Pouvez-vous expliquer le concept du Waqf ?                  

Ce sera très simple et très difficile pour les Sénégalais qui n’ont pas l’habitude d’en entendre parler. Le Waqf est d’abord un instrument de solidarité islamique. Il est défini comme étant l’immobilisation d’un bien à perpétuité ou à temps et l’affectation de son usufruit à des œuvres de bienfaisance publiques ou privées. Si on le décortique, on peut avoir certaines implications. D’abord, le constituant qui peut être une personne physique, morale ou l’Etat à travers la Haute autorité du Waqf (Haw). Il y a aussi le bien constitué en Waqf qui peut être un bien meuble ou immeuble, un actif financier, un actif monétaire. Quant au bénéficiaire, il peut être un privé, une famille, un tiers, tout comme cela peut être dédié à une œuvre d’utilité publique. Ce sont les quelques éléments de définition qui englobent également les différents piliers du Waqf que sont les constituants, le bien, le bénéficiaire, mais aussi la formulation. C’est un acte libéral bien sûr, mais il faut le formuler pour que ce soit légal.

Dans le droit sénégalais, ça passe par deux voies seulement : soit par décret, s’il s’agit d’un Waqf public, soit par acte notarié, s’il est privé ou d’intérêt public. Dans la typologie, il y a quatre types : le Waqf public, dédié à la population sans discrimination, constitué par la Haw, donc l’Etat. Il y a les Waqf privés constitués par les particuliers   dont les bénéficiaires désignés sont des privés (lorsqu’un constitue un Waqf dédié à sa famille). Celui d’intérêt public est un peu particulier, parce qu’on ne le trouve pas dans les autres législations du monde musulman, mais bien au Sénégal, inspiré de nos réalités. Ce sont des particuliers qui ont constitué un Waqf pour des œuvres d’intérêt public. On peut citer le Waqf d’Al-Azhar de Serigne Mourtada Mbacké qui sont des écoles dédiées aux populations qui sont financées par à travers sa société de transport et ses boulangeries qui génèrent les fonds nécessaires. Le Daara de Coki rentre dans ce cadre de Waqf d’intérêt public. Enfin, il y a le Waqf mixte qui est un condensé entre privé et public, ou privé et d’intérêt public. Il s’agit d’une charité, mais ce n’est pas la zakat.

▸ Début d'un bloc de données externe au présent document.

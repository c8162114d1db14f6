//! Search orchestration: state machine, settlement and chart ownership
//!
//! One orchestrator owns the whole pipeline. A search runs the two network
//! calls strictly in sequence, transforms the series and renders it; the
//! visible state is one of Idle, Loading, Success or Error and each new
//! search overwrites whatever came before. In-flight requests are never
//! cancelled - settlement of a superseded search is discarded instead, so
//! the last issued search is the one the user sees (last-writer-wins).

use std::sync::{Mutex, MutexGuard};

use tracing::{debug, warn};

use crate::chart::{ChartRenderer, ChartSlot, ChartStyle};
use crate::config::ClimaplotConfig;
use crate::forecast::ForecastClient;
use crate::geocoding::GeocodingClient;
use crate::models::ChartSeries;
use crate::transform::to_chart_series;

/// Visible state of the widget.
///
/// The surface's three mutually exclusive regions (loading indicator,
/// error panel, chart panel) map onto the non-idle variants.
#[derive(Debug, Clone, PartialEq)]
pub enum SearchState {
    Idle,
    Loading,
    Success(ChartSeries),
    Error(String),
}

struct Shared {
    state: SearchState,
    slot: ChartSlot,
    /// Ticket of the most recently issued search; settlements carrying an
    /// older ticket may not touch the state
    latest_ticket: u64,
    next_ticket: u64,
}

/// Sequences geocoding, forecast and transformation, and owns the
/// rendering side effects
pub struct SearchOrchestrator {
    geocoding: GeocodingClient,
    forecast: ForecastClient,
    renderer: Box<dyn ChartRenderer>,
    style: ChartStyle,
    shared: Mutex<Shared>,
}

impl SearchOrchestrator {
    /// Create an orchestrator with the default chart style
    pub fn new(
        config: &ClimaplotConfig,
        renderer: Box<dyn ChartRenderer>,
    ) -> crate::Result<Self> {
        let client = config.build_client()?;
        Ok(Self {
            geocoding: GeocodingClient::new(client.clone(), config),
            forecast: ForecastClient::new(client, config),
            renderer,
            style: ChartStyle::default(),
            shared: Mutex::new(Shared {
                state: SearchState::Idle,
                slot: ChartSlot::default(),
                latest_ticket: 0,
                next_ticket: 1,
            }),
        })
    }

    /// Override the chart style
    #[must_use]
    pub fn with_style(mut self, style: ChartStyle) -> Self {
        self.style = style;
        self
    }

    /// Current widget state
    pub fn state(&self) -> SearchState {
        self.shared().state.clone()
    }

    /// Run one search to settlement and return the state as applied.
    ///
    /// Both trigger sources of the surface (button and Enter key) route
    /// here. Empty or whitespace-only input is ignored without a state
    /// transition and without any network call.
    pub async fn search(&self, query: &str) -> SearchState {
        let query = query.trim();
        if query.is_empty() {
            debug!("Ignoring empty search input");
            return self.state();
        }

        let ticket = {
            let mut shared = self.shared();
            let ticket = shared.next_ticket;
            shared.next_ticket += 1;
            shared.latest_ticket = ticket;
            shared.state = SearchState::Loading;
            ticket
        };

        let outcome = self.run_pipeline(query).await;
        self.settle(ticket, outcome)
    }

    /// Geocode, fetch and transform, strictly in sequence
    async fn run_pipeline(&self, query: &str) -> crate::Result<ChartSeries> {
        let location = self.geocoding.resolve(query).await?;
        let hourly = self
            .forecast
            .fetch_hourly(location.latitude, location.longitude)
            .await?;
        to_chart_series(&hourly, &location)
    }

    /// Apply a settlement under the last-writer-wins rule.
    ///
    /// On success the previously rendered chart is released before the new
    /// one attaches; if rendering itself fails the slot stays empty and
    /// the widget lands in the Error state like any other failure.
    fn settle(&self, ticket: u64, outcome: crate::Result<ChartSeries>) -> SearchState {
        let mut shared = self.shared();
        if ticket != shared.latest_ticket {
            debug!("Discarding settlement of superseded search (ticket {ticket})");
            return shared.state.clone();
        }

        shared.state = match outcome {
            Ok(series) => {
                shared.slot.release();
                match self.renderer.render(&series, &self.style) {
                    Ok(handle) => {
                        shared.slot.replace(handle);
                        SearchState::Success(series)
                    }
                    Err(err) => {
                        warn!("Chart renderer failed: {err}");
                        SearchState::Error(err.user_message())
                    }
                }
            }
            Err(err) => {
                warn!("Search failed: {err}");
                SearchState::Error(err.user_message())
            }
        };
        shared.state.clone()
    }

    fn shared(&self) -> MutexGuard<'_, Shared> {
        // A poisoned lock only means a panic elsewhere; the state itself
        // stays usable
        self.shared
            .lock()
            .unwrap_or_else(|poisoned| poisoned.into_inner())
    }
}

#[cfg(test)]
mod tests {
    use super::*;
    use crate::chart::ChartHandle;

    struct NoopRenderer;

    impl ChartRenderer for NoopRenderer {
        fn render(
            &self,
            _series: &ChartSeries,
            _style: &ChartStyle,
        ) -> crate::Result<Box<dyn ChartHandle>> {
            struct Noop;
            impl ChartHandle for Noop {
                fn destroy(&mut self) {}
            }
            Ok(Box::new(Noop))
        }
    }

    #[test]
    fn test_initial_state_is_idle() {
        let orchestrator =
            SearchOrchestrator::new(&ClimaplotConfig::default(), Box::new(NoopRenderer)).unwrap();
        assert_eq!(orchestrator.state(), SearchState::Idle);
    }

    #[tokio::test]
    async fn test_empty_input_causes_no_transition() {
        let orchestrator =
            SearchOrchestrator::new(&ClimaplotConfig::default(), Box::new(NoopRenderer)).unwrap();

        assert_eq!(orchestrator.search("").await, SearchState::Idle);
        assert_eq!(orchestrator.search("   \t ").await, SearchState::Idle);
        assert_eq!(orchestrator.state(), SearchState::Idle);
    }
}
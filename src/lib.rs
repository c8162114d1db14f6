//! Climaplot - city weather lookup pipeline
//!
//! This library provides the core functionality of a weather chart widget:
//! resolving a free-text city name to coordinates, fetching the hourly
//! temperature forecast for them, and reshaping the series into the labels,
//! values and style configuration a line-chart renderer consumes.

pub mod chart;
pub mod config;
pub mod error;
pub mod forecast;
pub mod geocoding;
pub mod models;
pub mod search;
pub mod transform;

// Re-export core types for public API
pub use chart::{ChartHandle, ChartRenderer, ChartSlot, ChartStyle};
pub use config::ClimaplotConfig;
pub use error::ClimaplotError;
pub use forecast::ForecastClient;
pub use geocoding::GeocodingClient;
pub use models::{ChartSeries, HourlySeries, Location};
pub use search::{SearchOrchestrator, SearchState};
pub use transform::to_chart_series;

/// Library version
pub const VERSION: &str = env!("CARGO_PKG_VERSION");

/// Core result type used throughout the library
pub type Result<T> = std::result::Result<T, ClimaplotError>;

#[cfg(test)]
mod tests {
    use super::*;

    #[test]
    fn test_version_is_set() {
        assert!(!VERSION.is_empty());
    }
}
//! Configuration for the pipeline clients
//!
//! The widget talks to two Open-Meteo services; both endpoints and the
//! response language live here so tests can point the clients at a mock
//! server. There is no config file and no environment lookup.

use std::time::Duration;

use serde::{Deserialize, Serialize};

/// Endpoints and request settings for the geocoding and forecast clients
#[derive(Debug, Clone, Serialize, Deserialize)]
pub struct ClimaplotConfig {
    /// Base URL of the geocoding search endpoint
    #[serde(default = "default_geocoding_url")]
    pub geocoding_url: String,
    /// Base URL of the hourly forecast endpoint
    #[serde(default = "default_forecast_url")]
    pub forecast_url: String,
    /// Response language for geocoding display names
    #[serde(default = "default_language")]
    pub language: String,
    /// Optional request timeout in seconds. The widget historically ran
    /// without one; a hung request then stays in Loading indefinitely.
    #[serde(default)]
    pub timeout_seconds: Option<u64>,
}

fn default_geocoding_url() -> String {
    "https://geocoding-api.open-meteo.com/v1/search".to_string()
}

fn default_forecast_url() -> String {
    "https://api.open-meteo.com/v1/forecast".to_string()
}

fn default_language() -> String {
    "es".to_string()
}

impl Default for ClimaplotConfig {
    fn default() -> Self {
        Self {
            geocoding_url: default_geocoding_url(),
            forecast_url: default_forecast_url(),
            language: default_language(),
            timeout_seconds: None,
        }
    }
}

impl ClimaplotConfig {
    /// Build the HTTP client shared by both pipeline clients
    pub fn build_client(&self) -> crate::Result<reqwest::Client> {
        let mut builder = reqwest::Client::builder();
        if let Some(seconds) = self.timeout_seconds {
            builder = builder.timeout(Duration::from_secs(seconds));
        }
        Ok(builder.build()?)
    }
}

#[cfg(test)]
mod tests {
    use super::*;

    #[test]
    fn test_defaults_point_at_open_meteo() {
        let config = ClimaplotConfig::default();
        assert!(config.geocoding_url.contains("geocoding-api.open-meteo.com"));
        assert!(config.forecast_url.contains("api.open-meteo.com"));
        assert_eq!(config.language, "es");
        assert!(config.timeout_seconds.is_none());
    }

    #[test]
    fn test_deserialization_fills_defaults() {
        let config: ClimaplotConfig = serde_json::from_str("{}").unwrap();
        assert_eq!(config.geocoding_url, default_geocoding_url());
        assert_eq!(config.forecast_url, default_forecast_url());
    }
}
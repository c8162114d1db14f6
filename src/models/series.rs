//! Hourly temperature series and its chart-ready form

use serde::{Deserialize, Serialize};

/// Raw hourly series as returned by the forecast provider.
///
/// `time[i]` corresponds to `temperature[i]` for all i; the forecast client
/// enforces equal lengths at the boundary and nothing downstream reorders
/// the samples.
#[derive(Debug, Serialize, Deserialize, Clone, PartialEq)]
pub struct HourlySeries {
    /// ISO-8601 local datetimes, e.g. "2024-03-05T14:00"
    pub time: Vec<String>,
    /// Temperature at 2 meters, in Celsius
    pub temperature: Vec<f64>,
}

impl HourlySeries {
    /// Number of hourly samples
    #[must_use]
    pub fn len(&self) -> usize {
        self.time.len()
    }

    #[must_use]
    pub fn is_empty(&self) -> bool {
        self.time.is_empty()
    }
}

/// Display-ready series handed to the chart renderer
#[derive(Debug, Serialize, Deserialize, Clone, PartialEq)]
pub struct ChartSeries {
    /// Axis labels, index-aligned with `values`
    pub labels: Vec<String>,
    /// Temperatures, copied through from the hourly series unchanged
    pub values: Vec<f64>,
    /// Chart title, e.g. "Madrid, España"
    pub title: String,
}
//! Data models for the climaplot pipeline
//!
//! - Location: the best geocoding match for a city query
//! - Series: the raw hourly series and its chart-ready form

pub mod location;
pub mod series;

// Re-export all public types for convenient access
pub use location::Location;
pub use series::{ChartSeries, HourlySeries};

C’est quoi la différence, justement ?

Puisque c’est inspiré de la jurisprudence islamique, c’est simple. Il y a une catégorie appartenant aux actes obligatoires et une autre appartenant aux actes volontaires. La zakat est un pilier obligatoire de l’islam, mais assujettie à certaines conditions. Elle est destinée à la consommation et s’adresse aux personnes aisées. Tout le contraire du Waqf qui est acte libéral, volontariste, ouvert à tout le monde. Sa particularité avec les autres types de donation est qu’il n’est pas destiné à la consommation immédiate. Ça passe par un processus. C’est pour cela qu’il se fait en trois étapes : la constitution, l’investissement ou l’exploitation et la redistribution. L’investissement, c’est quand il s’agit de Waqf indirect. Vous constituez votre immeuble en Waqf sous location et les revenus sont redistribués aux bénéficiaires. L’exploitation, c’est pour un Waqf direct. Vous constituez ce même immeuble et offrez un logis aux sans-abris. Pour la redistribution, c’est entre les bénéficiaires et la maintenance ou réfection du bien constitué.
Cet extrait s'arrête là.